(ASSIGNMENT): Return the run of lines below that opens with the line containing "filename cantus/src/score/mod.rs" and closes with the line containing "atomic accept/reject and", keeping each one exact.

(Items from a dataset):

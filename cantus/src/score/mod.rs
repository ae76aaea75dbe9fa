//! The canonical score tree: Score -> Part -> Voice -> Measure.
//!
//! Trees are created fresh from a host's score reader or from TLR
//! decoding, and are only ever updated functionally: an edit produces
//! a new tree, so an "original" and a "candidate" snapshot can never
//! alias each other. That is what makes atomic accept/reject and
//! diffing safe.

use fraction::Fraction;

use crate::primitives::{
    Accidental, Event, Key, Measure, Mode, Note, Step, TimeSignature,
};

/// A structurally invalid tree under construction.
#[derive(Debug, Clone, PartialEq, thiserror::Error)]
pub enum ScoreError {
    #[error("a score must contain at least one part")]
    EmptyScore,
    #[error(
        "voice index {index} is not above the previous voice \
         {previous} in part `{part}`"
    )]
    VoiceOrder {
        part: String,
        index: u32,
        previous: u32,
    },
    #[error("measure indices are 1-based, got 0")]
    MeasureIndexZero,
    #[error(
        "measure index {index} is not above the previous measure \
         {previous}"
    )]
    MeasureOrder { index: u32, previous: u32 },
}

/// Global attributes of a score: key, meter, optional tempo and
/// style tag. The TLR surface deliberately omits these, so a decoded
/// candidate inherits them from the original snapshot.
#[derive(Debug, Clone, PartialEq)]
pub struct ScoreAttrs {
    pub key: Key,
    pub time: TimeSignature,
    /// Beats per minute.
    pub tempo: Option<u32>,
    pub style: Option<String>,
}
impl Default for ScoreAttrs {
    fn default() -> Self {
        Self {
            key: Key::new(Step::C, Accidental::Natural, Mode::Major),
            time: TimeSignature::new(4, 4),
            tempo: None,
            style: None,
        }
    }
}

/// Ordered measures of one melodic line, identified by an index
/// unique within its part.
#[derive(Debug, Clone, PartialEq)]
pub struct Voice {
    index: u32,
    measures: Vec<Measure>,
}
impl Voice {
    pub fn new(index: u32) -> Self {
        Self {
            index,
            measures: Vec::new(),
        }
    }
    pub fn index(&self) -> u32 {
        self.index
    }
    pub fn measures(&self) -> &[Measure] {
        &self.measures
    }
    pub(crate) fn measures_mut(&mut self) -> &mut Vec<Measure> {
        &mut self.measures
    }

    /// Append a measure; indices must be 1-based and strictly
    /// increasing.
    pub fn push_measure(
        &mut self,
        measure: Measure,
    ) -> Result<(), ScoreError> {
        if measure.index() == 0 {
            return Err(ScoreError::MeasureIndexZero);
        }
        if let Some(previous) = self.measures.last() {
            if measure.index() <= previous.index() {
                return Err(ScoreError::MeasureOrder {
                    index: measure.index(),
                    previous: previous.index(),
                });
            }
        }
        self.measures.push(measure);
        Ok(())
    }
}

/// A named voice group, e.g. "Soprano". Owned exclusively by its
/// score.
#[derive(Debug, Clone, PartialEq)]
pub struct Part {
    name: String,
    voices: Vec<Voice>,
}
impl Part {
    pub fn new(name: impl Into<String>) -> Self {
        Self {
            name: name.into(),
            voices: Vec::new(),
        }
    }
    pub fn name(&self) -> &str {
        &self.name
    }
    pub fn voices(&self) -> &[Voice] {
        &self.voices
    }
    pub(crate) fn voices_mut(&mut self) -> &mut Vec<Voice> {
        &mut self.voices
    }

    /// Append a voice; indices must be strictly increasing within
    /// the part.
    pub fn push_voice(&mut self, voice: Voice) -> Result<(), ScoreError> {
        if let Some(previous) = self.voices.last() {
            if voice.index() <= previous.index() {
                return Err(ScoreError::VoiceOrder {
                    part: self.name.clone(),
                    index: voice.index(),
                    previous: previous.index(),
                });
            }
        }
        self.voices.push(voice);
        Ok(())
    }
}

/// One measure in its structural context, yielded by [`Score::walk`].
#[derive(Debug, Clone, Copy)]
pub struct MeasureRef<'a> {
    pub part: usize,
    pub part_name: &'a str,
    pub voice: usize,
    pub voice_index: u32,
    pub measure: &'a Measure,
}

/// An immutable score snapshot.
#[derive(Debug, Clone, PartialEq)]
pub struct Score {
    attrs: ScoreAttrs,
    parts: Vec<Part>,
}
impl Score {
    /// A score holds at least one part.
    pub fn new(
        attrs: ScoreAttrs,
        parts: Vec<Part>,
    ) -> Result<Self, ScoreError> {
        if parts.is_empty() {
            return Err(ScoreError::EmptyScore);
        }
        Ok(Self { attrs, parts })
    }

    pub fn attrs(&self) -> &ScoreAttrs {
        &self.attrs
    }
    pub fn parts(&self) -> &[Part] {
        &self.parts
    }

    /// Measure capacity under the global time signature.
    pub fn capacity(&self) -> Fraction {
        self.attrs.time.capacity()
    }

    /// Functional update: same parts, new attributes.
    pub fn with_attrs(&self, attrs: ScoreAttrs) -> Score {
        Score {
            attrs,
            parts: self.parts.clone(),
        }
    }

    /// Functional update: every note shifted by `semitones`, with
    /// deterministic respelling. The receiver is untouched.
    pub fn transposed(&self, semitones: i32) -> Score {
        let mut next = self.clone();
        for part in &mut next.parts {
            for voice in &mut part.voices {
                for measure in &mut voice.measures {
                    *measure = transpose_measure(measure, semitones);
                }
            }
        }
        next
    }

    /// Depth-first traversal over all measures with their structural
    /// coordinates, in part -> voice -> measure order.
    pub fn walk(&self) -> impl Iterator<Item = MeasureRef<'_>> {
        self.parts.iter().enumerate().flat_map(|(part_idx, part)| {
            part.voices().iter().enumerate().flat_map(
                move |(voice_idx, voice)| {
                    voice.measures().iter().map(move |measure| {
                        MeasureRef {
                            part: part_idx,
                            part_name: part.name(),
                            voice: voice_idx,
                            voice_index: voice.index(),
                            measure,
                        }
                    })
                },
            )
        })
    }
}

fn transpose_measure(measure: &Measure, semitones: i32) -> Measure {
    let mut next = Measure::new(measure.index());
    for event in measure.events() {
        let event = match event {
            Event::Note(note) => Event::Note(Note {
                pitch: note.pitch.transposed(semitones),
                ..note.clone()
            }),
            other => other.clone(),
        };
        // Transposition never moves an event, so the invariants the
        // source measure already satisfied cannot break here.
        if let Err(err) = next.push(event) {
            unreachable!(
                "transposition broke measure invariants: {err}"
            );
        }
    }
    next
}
---
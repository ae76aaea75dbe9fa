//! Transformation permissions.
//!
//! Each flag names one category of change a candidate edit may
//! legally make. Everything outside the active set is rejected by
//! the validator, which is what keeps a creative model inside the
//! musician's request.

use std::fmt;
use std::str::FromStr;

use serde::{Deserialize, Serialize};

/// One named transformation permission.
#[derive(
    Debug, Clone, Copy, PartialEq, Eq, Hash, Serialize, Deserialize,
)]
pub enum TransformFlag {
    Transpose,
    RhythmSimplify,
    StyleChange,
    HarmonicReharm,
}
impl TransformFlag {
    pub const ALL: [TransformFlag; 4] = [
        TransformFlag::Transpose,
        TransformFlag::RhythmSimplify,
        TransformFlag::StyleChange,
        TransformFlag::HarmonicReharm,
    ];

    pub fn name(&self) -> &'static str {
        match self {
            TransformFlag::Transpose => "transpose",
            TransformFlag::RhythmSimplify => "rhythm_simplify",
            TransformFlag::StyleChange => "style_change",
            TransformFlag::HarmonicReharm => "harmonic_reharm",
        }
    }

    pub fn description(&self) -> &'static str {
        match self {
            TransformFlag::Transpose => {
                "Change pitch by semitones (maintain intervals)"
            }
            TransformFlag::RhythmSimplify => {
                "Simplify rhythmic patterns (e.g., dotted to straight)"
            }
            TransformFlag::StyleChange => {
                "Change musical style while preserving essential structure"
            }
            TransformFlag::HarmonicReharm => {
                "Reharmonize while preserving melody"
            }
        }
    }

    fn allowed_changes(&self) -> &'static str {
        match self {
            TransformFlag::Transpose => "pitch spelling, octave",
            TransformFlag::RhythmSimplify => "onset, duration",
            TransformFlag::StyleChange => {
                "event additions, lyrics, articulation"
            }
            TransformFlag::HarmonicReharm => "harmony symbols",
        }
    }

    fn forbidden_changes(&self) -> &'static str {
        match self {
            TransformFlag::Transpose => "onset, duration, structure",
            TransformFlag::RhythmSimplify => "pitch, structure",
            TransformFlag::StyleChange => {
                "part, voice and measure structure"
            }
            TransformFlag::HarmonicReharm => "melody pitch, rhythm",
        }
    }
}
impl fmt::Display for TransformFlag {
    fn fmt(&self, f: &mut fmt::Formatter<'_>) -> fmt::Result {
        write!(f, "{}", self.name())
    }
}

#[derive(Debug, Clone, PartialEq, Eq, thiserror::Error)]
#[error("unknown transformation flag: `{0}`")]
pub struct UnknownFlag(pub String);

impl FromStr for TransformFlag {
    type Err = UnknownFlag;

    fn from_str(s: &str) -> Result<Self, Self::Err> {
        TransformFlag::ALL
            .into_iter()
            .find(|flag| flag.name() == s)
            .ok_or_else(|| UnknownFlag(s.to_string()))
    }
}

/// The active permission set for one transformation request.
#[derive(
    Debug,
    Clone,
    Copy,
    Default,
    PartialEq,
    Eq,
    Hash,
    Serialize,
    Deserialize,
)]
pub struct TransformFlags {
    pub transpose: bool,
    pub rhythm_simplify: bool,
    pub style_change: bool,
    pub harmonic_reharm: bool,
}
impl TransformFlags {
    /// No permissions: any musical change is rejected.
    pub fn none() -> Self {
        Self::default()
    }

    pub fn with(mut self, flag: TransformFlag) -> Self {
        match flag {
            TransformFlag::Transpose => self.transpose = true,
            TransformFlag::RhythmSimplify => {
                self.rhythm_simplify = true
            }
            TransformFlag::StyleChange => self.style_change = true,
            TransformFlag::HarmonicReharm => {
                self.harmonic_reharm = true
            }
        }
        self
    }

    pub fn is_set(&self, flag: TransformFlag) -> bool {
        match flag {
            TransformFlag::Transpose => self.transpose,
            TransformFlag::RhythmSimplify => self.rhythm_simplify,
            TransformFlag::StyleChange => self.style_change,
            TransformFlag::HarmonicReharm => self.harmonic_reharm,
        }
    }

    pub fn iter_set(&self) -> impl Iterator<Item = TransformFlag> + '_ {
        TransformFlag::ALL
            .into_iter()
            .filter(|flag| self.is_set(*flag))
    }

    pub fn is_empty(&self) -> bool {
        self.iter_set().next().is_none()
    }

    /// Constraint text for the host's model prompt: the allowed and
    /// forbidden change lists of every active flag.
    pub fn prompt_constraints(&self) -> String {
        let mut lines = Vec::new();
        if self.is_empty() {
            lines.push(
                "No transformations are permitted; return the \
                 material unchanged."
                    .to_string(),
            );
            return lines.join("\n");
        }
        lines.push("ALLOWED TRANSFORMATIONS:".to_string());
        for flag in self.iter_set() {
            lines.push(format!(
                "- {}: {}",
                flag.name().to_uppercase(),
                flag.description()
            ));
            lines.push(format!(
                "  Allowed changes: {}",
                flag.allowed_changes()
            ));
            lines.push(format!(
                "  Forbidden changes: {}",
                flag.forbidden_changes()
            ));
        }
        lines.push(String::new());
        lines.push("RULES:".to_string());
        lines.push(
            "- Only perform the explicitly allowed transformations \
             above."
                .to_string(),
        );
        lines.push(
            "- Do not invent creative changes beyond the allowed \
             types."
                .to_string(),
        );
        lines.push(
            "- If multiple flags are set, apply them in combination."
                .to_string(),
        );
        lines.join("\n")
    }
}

(WRITTEN ANSWER):
filename cantus/src/score/mod.rs
repository ae76aaea75dbe9fa
//! The canonical score tree: Score -> Part -> Voice -> Measure.
//!
//! Trees are created fresh from a host's score reader or from TLR
//! decoding, and are only ever updated functionally: an edit produces
//! a new tree, so an "original" and a "candidate" snapshot can never
//! alias each other. That is what makes atomic accept/reject and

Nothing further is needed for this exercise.